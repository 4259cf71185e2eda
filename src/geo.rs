// SPDX-License-Identifier: MIT

//! Conversions between the API's `[latitude, longitude]` pairs and the
//! stored GeoJSON `Point` representation.
//!
//! GeoJSON stores coordinates in `[longitude, latitude]` (x, y) order while
//! the API contract uses `[latitude, longitude]`, so both directions swap.

use bson::{doc, Bson};
use serde::{Deserialize, Serialize};

/// A GeoJSON `Point` as persisted in the document store.
#[derive(Debug, Clone, PartialEq, Serialize, Deserialize)]
pub struct GeoPoint {
    #[serde(rename = "type")]
    pub kind: String,
    /// `[longitude, latitude]`
    pub coordinates: Vec<f64>,
}

impl GeoPoint {
    /// Build a point from an API-order `[latitude, longitude]` pair.
    ///
    /// Degenerate input (fewer than two values) maps to `[0, 0]` rather
    /// than failing.
    pub fn from_coords(coords: &[f64]) -> Self {
        let (lat, lng) = if coords.len() < 2 {
            (0.0, 0.0)
        } else {
            (coords[0], coords[1])
        };
        Self {
            kind: "Point".to_string(),
            coordinates: vec![lng, lat],
        }
    }

    /// Return the point in API order `[latitude, longitude]`.
    pub fn coords(&self) -> Vec<f64> {
        if self.coordinates.len() < 2 {
            return vec![];
        }
        vec![self.coordinates[1], self.coordinates[0]]
    }
}

/// Convert an optional stored point to API coordinates.
///
/// An absent point maps to an empty sequence, not an error.
pub fn coords_or_empty(point: Option<&GeoPoint>) -> Vec<f64> {
    point.map(GeoPoint::coords).unwrap_or_default()
}

/// A latitude/longitude bounding box from query parameters.
#[derive(Debug, Clone, Copy, Deserialize)]
pub struct BoundingBox {
    pub latmin: f64,
    pub lngmin: f64,
    pub latmax: f64,
    pub lngmax: f64,
}

impl BoundingBox {
    /// Build the closed GeoJSON polygon used for `$geoWithin` queries.
    pub fn to_polygon(&self) -> Bson {
        let ring = vec![
            vec![self.lngmin, self.latmin],
            vec![self.lngmin, self.latmax],
            vec![self.lngmax, self.latmax],
            vec![self.lngmax, self.latmin],
            // close the square
            vec![self.lngmin, self.latmin],
        ];
        Bson::Document(doc! {
            "type": "Polygon",
            "coordinates": [ring],
        })
    }
}

#[cfg(test)]
mod tests {
    use super::*;

    #[test]
    fn test_round_trip() {
        let pair = vec![37.7749, -122.4194];
        let point = GeoPoint::from_coords(&pair);
        assert_eq!(point.coordinates, vec![-122.4194, 37.7749]);
        assert_eq!(point.coords(), pair);
    }

    #[test]
    fn test_degenerate_write_maps_to_origin() {
        let point = GeoPoint::from_coords(&[1.0]);
        assert_eq!(point.coordinates, vec![0.0, 0.0]);
        let point = GeoPoint::from_coords(&[]);
        assert_eq!(point.coordinates, vec![0.0, 0.0]);
    }

    #[test]
    fn test_absent_point_reads_as_empty() {
        assert!(coords_or_empty(None).is_empty());
    }

    #[test]
    fn test_bounding_box_polygon_is_closed() {
        let bbox = BoundingBox {
            latmin: 1.0,
            lngmin: 2.0,
            latmax: 3.0,
            lngmax: 4.0,
        };
        let polygon = bbox.to_polygon();
        let doc = polygon.as_document().unwrap();
        let rings = doc.get_array("coordinates").unwrap();
        let ring = rings[0].as_array().unwrap();
        assert_eq!(ring.len(), 5);
        assert_eq!(ring.first(), ring.last());
    }
}
// SPDX-License-Identifier: MIT

//! Application error types with consistent API responses.

use axum::{
    http::StatusCode,
    response::{IntoResponse, Response},
    Json,
};
use serde::Serialize;

/// Application error type that converts to HTTP responses.
#[derive(Debug, thiserror::Error)]
pub enum AppError {
    #[error("Authentication required")]
    Unauthorized,

    #[error("Invalid or expired token")]
    InvalidToken,

    #[error("Resource not found: {0}")]
    NotFound(String),

    #[error("Invalid request: {0}")]
    BadRequest(String),

    #[error("Duplicate value for unique '{0}' field")]
    Duplicate(String),

    #[error("Maps API error: {0}")]
    MapsApi(String),

    #[error("Missing required configuration: {0}")]
    Config(&'static str),

    #[error("Database error: {0}")]
    Database(String),

    #[error("Internal server error: {0}")]
    Internal(#[from] anyhow::Error),
}

/// JSON error response body
#[derive(Serialize)]
struct ErrorResponse {
    error: String,
    #[serde(skip_serializing_if = "Option::is_none")]
    details: Option<String>,
}

impl IntoResponse for AppError {
    fn into_response(self) -> Response {
        let (status, error, details) = match &self {
            AppError::Unauthorized => (StatusCode::UNAUTHORIZED, "unauthorized", None),
            AppError::InvalidToken => (StatusCode::UNAUTHORIZED, "invalid_token", None),
            AppError::NotFound(msg) => (StatusCode::NOT_FOUND, "not_found", Some(msg.clone())),
            AppError::BadRequest(msg) => {
                (StatusCode::BAD_REQUEST, "bad_request", Some(msg.clone()))
            }
            AppError::Duplicate(field) => (
                StatusCode::BAD_REQUEST,
                "duplicate_value",
                Some(format!(
                    "Duplicate value entered for unique '{}' field, please use a different value",
                    field
                )),
            ),
            AppError::MapsApi(msg) => {
                tracing::error!(error = %msg, "Maps API error");
                (
                    StatusCode::INTERNAL_SERVER_ERROR,
                    "maps_error",
                    Some(msg.clone()),
                )
            }
            AppError::Config(name) => {
                tracing::error!(name, "Missing configuration");
                (
                    StatusCode::INTERNAL_SERVER_ERROR,
                    "configuration_error",
                    None,
                )
            }
            AppError::Database(msg) => {
                tracing::error!(error = %msg, "Database error");
                (StatusCode::INTERNAL_SERVER_ERROR, "database_error", None)
            }
            AppError::Internal(err) => {
                tracing::error!(error = %err, "Internal server error");
                (StatusCode::INTERNAL_SERVER_ERROR, "internal_error", None)
            }
        };

        let body = ErrorResponse {
            error: error.to_string(),
            details,
        };

        (status, Json(body)).into_response()
    }
}

impl From<mongodb::error::Error> for AppError {
    fn from(err: mongodb::error::Error) -> Self {
        if let Some(field) = duplicate_key_field(&err) {
            return AppError::Duplicate(field);
        }
        AppError::Database(err.to_string())
    }
}

/// Extract the offending field name from a duplicate-key (E11000) write error.
fn duplicate_key_field(err: &mongodb::error::Error) -> Option<String> {
    use mongodb::error::{ErrorKind, WriteFailure};

    const DUPLICATE_KEY: i32 = 11000;

    let message = match err.kind.as_ref() {
        ErrorKind::Write(WriteFailure::WriteError(we)) if we.code == DUPLICATE_KEY => &we.message,
        ErrorKind::BulkWrite(bulk) => {
            let we = bulk
                .write_errors
                .values()
                .find(|we| we.code == DUPLICATE_KEY)?;
            &we.message
        }
        _ => return None,
    };

    // Server message contains "... dup key: { <field>: <value> }"
    let field = message
        .split("dup key: {")
        .nth(1)
        .and_then(|rest| rest.split(':').next())
        .map(|f| f.trim().to_string())
        .unwrap_or_else(|| "unknown".to_string());

    Some(field)
}

/// Result type alias for handlers
pub type Result<T> = std::result::Result<T, AppError>;

#[cfg(test)]
mod tests {
    use super::*;
    use axum::http::StatusCode;

    fn status_of(err: AppError) -> StatusCode {
        err.into_response().status()
    }

    #[test]
    fn test_status_mapping() {
        assert_eq!(status_of(AppError::Unauthorized), StatusCode::UNAUTHORIZED);
        assert_eq!(status_of(AppError::InvalidToken), StatusCode::UNAUTHORIZED);
        assert_eq!(
            status_of(AppError::NotFound("plan".into())),
            StatusCode::NOT_FOUND
        );
        assert_eq!(
            status_of(AppError::BadRequest("bad".into())),
            StatusCode::BAD_REQUEST
        );
        assert_eq!(
            status_of(AppError::Duplicate("email".into())),
            StatusCode::BAD_REQUEST
        );
        assert_eq!(
            status_of(AppError::MapsApi("down".into())),
            StatusCode::INTERNAL_SERVER_ERROR
        );
        assert_eq!(
            status_of(AppError::Config("GOOGLE_MAPS_API_KEY")),
            StatusCode::INTERNAL_SERVER_ERROR
        );
    }

    #[test]
    fn test_config_error_distinct_from_upstream() {
        // Operators must be able to tell "we're broken" from "they're down".
        let config = AppError::Config("GOOGLE_MAPS_API_KEY").to_string();
        let upstream = AppError::MapsApi("HTTP 500".into()).to_string();
        assert!(config.contains("configuration"));
        assert!(upstream.contains("Maps API"));
    }
}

━━━━━━━━━━━━━━━━

## What is needed
Your answer must be the data above, copied exactly from its first line through the line containing "the document store.", and nothing more.

## Response area
repository 4259cf71185e2eda
filename src/geo.rs
// SPDX-License-Identifier: MIT

//! Conversions between the API's `[latitude, longitude]` pairs and the
//! stored GeoJSON `Point` representation.
//!
//! GeoJSON stores coordinates in `[longitude, latitude]` (x, y) order while
//! the API contract uses `[latitude, longitude]`, so both directions swap.

use bson::{doc, Bson};
use serde::{Deserialize, Serialize};

/// A GeoJSON `Point` as persisted in the document store.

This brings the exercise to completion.